Christl Haas (19 September 1943 – 8 July 2001) was an Austrian Alpine skier. She competed at the 1964 and 1968 Winter Olympics and won a gold and a bronze medal, respectively.

Biography
Haas grew up in Hahnenkamm, Kitzbühel, known for its alpine skiing courses. At the World Cup she won four downhill competitions in total. At the Alpine skiing World Championship 1962 in Chamonix, France, she won gold in the downhill competition.

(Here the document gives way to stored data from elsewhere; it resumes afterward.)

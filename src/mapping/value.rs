//! Host and wire value representations.

use std::fmt;

use chrono::{DateTime, FixedOffset, NaiveDate, NaiveDateTime, NaiveTime, TimeDelta, Utc};
use uuid::Uuid;

use super::interval::NativeInterval;

/// A host-side value, as the hosting application hands it to the core.
#[derive(Debug, Clone, PartialEq)]
pub enum Value {
    Null,
    Bool(bool),
    Int8(i8),
    Int16(i16),
    Int32(i32),
    Int64(i64),
    /// Exact decimal in plain notation (`-12.50`).
    Decimal(String),
    Float(f32),
    Double(f64),
    String(String),
    Bytes(Vec<u8>),
    Guid(Uuid),
    Date(NaiveDate),
    Time(NaiveTime),
    /// Timestamp with no offset or zone.
    DateTime(NaiveDateTime),
    DateTimeOffset(DateTime<FixedOffset>),
    Interval(TimeDelta),
    Json(serde_json::Value),
}

impl Value {
    /// Check if this value is NULL.
    #[must_use]
    pub fn is_null(&self) -> bool {
        matches!(self, Value::Null)
    }

    /// Short kind name for diagnostics.
    #[must_use]
    pub fn kind(&self) -> &'static str {
        match self {
            Value::Null => "null",
            Value::Bool(_) => "bool",
            Value::Int8(_) => "int8",
            Value::Int16(_) => "int16",
            Value::Int32(_) => "int32",
            Value::Int64(_) => "int64",
            Value::Decimal(_) => "decimal",
            Value::Float(_) => "float",
            Value::Double(_) => "double",
            Value::String(_) => "string",
            Value::Bytes(_) => "bytes",
            Value::Guid(_) => "guid",
            Value::Date(_) => "date",
            Value::Time(_) => "time",
            Value::DateTime(_) => "datetime",
            Value::DateTimeOffset(_) => "datetimeoffset",
            Value::Interval(_) => "interval",
            Value::Json(_) => "json",
        }
    }

    /// Integer payload widened to i64.
    pub fn as_i64(&self) -> Option<i64> {
        match self {
            Value::Int8(v) => Some(*v as i64),
            Value::Int16(v) => Some(*v as i64),
            Value::Int32(v) => Some(*v as i64),
            Value::Int64(v) => Some(*v),
            _ => None,
        }
    }
}

impl fmt::Display for Value {
    fn fmt(&self, f: &mut fmt::Formatter<'_>) -> fmt::Result {
        match self {
            Value::Null => write!(f, "NULL"),
            Value::Bool(v) => write!(f, "{}", v),
            Value::Int8(v) => write!(f, "{}", v),
            Value::Int16(v) => write!(f, "{}", v),
            Value::Int32(v) => write!(f, "{}", v),
            Value::Int64(v) => write!(f, "{}", v),
            Value::Decimal(v) => write!(f, "{}", v),
            Value::Float(v) => write!(f, "{}", v),
            Value::Double(v) => write!(f, "{}", v),
            Value::String(v) => write!(f, "'{}'", v),
            Value::Bytes(v) => write!(f, "<{} bytes>", v.len()),
            Value::Guid(v) => write!(f, "{}", v),
            Value::Date(v) => write!(f, "{}", v),
            Value::Time(v) => write!(f, "{}", v),
            Value::DateTime(v) => write!(f, "{}", v),
            Value::DateTimeOffset(v) => write!(f, "{}", v.to_rfc3339()),
            Value::Interval(v) => write!(f, "{}", v),
            Value::Json(v) => write!(f, "{}", v),
        }
    }
}

impl From<bool> for Value {
    fn from(v: bool) -> Self {
        Value::Bool(v)
    }
}

impl From<i16> for Value {
    fn from(v: i16) -> Self {
        Value::Int16(v)
    }
}

impl From<i32> for Value {
    fn from(v: i32) -> Self {
        Value::Int32(v)
    }
}

impl From<i64> for Value {
    fn from(v: i64) -> Self {
        Value::Int64(v)
    }
}

impl From<f64> for Value {
    fn from(v: f64) -> Self {
        Value::Double(v)
    }
}

impl From<&str> for Value {
    fn from(v: &str) -> Self {
        Value::String(v.to_string())
    }
}

impl From<String> for Value {
    fn from(v: String) -> Self {
        Value::String(v)
    }
}

impl From<Vec<u8>> for Value {
    fn from(v: Vec<u8>) -> Self {
        Value::Bytes(v)
    }
}

impl From<Uuid> for Value {
    fn from(v: Uuid) -> Self {
        Value::Guid(v)
    }
}

impl From<NaiveDate> for Value {
    fn from(v: NaiveDate) -> Self {
        Value::Date(v)
    }
}

impl From<NaiveTime> for Value {
    fn from(v: NaiveTime) -> Self {
        Value::Time(v)
    }
}

impl From<NaiveDateTime> for Value {
    fn from(v: NaiveDateTime) -> Self {
        Value::DateTime(v)
    }
}

impl From<DateTime<FixedOffset>> for Value {
    fn from(v: DateTime<FixedOffset>) -> Self {
        Value::DateTimeOffset(v)
    }
}

impl From<TimeDelta> for Value {
    fn from(v: TimeDelta) -> Self {
        Value::Interval(v)
    }
}

/// Direction of an infinity sentinel.
#[derive(Debug, Clone, Copy, PartialEq, Eq, Hash)]
pub enum Sign {
    Positive,
    Negative,
}

impl Sign {
    pub fn as_f64(&self) -> f64 {
        match self {
            Sign::Positive => f64::INFINITY,
            Sign::Negative => f64::NEG_INFINITY,
        }
    }
}

/// A value in the shape a provider driver sends or receives it.
#[derive(Debug, Clone, PartialEq)]
pub enum NativeValue {
    Null,
    Bool(bool),
    Int(i64),
    Float(f64),
    /// Exact numeric as text.
    Numeric(String),
    Text(String),
    Bytes(Vec<u8>),
    Uuid(Uuid),
    Date(NaiveDate),
    Time(NaiveTime),
    Timestamp(NaiveDateTime),
    /// A UTC instant.
    TimestampTz(DateTime<Utc>),
    /// Timestamp text carrying its own offset (`2024-01-01 10:00:00+02:00`).
    TimestampText(String),
    Interval(NativeInterval),
    /// Provider `infinity` / `-infinity` sentinel.
    Infinity(Sign),
}

impl NativeValue {
    #[must_use]
    pub fn is_null(&self) -> bool {
        matches!(self, NativeValue::Null)
    }
}

impl fmt::Display for NativeValue {
    fn fmt(&self, f: &mut fmt::Formatter<'_>) -> fmt::Result {
        match self {
            NativeValue::Null => write!(f, "NULL"),
            NativeValue::Bool(v) => write!(f, "{}", v),
            NativeValue::Int(v) => write!(f, "{}", v),
            NativeValue::Float(v) => write!(f, "{}", v),
            NativeValue::Numeric(v) => write!(f, "{}", v),
            NativeValue::Text(v) => write!(f, "'{}'", v),
            NativeValue::Bytes(v) => write!(f, "<{} bytes>", v.len()),
            NativeValue::Uuid(v) => write!(f, "{}", v),
            NativeValue::Date(v) => write!(f, "{}", v),
            NativeValue::Time(v) => write!(f, "{}", v),
            NativeValue::Timestamp(v) => write!(f, "{}", v),
            NativeValue::TimestampTz(v) => write!(f, "{}", v.to_rfc3339()),
            NativeValue::TimestampText(v) => write!(f, "{}", v),
            NativeValue::Interval(v) => write!(f, "{}", v),
            NativeValue::Infinity(Sign::Positive) => write!(f, "infinity"),
            NativeValue::Infinity(Sign::Negative) => write!(f, "-infinity"),
        }
    }
}

/// One row of wire values, addressed by 0-based ordinal.
pub trait NativeRow {
    fn value_at(&self, ordinal: usize) -> Option<&NativeValue>;
    fn width(&self) -> usize;
}

impl NativeRow for [NativeValue] {
    fn value_at(&self, ordinal: usize) -> Option<&NativeValue> {
        self.get(ordinal)
    }

    fn width(&self) -> usize {
        self.len()
    }
}

impl NativeRow for Vec<NativeValue> {
    fn value_at(&self, ordinal: usize) -> Option<&NativeValue> {
        self.get(ordinal)
    }

    fn width(&self) -> usize {
        self.len()
    }
}

#[cfg(test)]
mod tests {
    use super::*;

    #[test]
    fn test_value_is_null() {
        assert!(Value::Null.is_null());
        assert!(!Value::Int32(0).is_null());
        assert!(NativeValue::Null.is_null());
    }

    #[test]
    fn test_from_implementations() {
        let v: Value = 42i32.into();
        assert_eq!(v, Value::Int32(42));
        let v: Value = "Robert".into();
        assert_eq!(v, Value::String("Robert".into()));
        assert_eq!(Value::Int16(7).as_i64(), Some(7));
        assert_eq!(Value::Double(7.0).as_i64(), None);
    }

    #[test]
    fn test_sign() {
        assert_eq!(Sign::Positive.as_f64(), f64::INFINITY);
        assert_eq!(Sign::Negative.as_f64(), f64::NEG_INFINITY);
        assert_eq!(NativeValue::Infinity(Sign::Negative).to_string(), "-infinity");
    }
}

Haas became a national hero as a twenty-year-old Olympic champion in the downhill event at the first Innsbruck Winter Olympics. She became an instant superstar in her homeland as she won the gold medal in her home nation. Haas followed up her success at Innsbruck with a bronze medal at the 1968 Winter Olympics in Grenoble, France.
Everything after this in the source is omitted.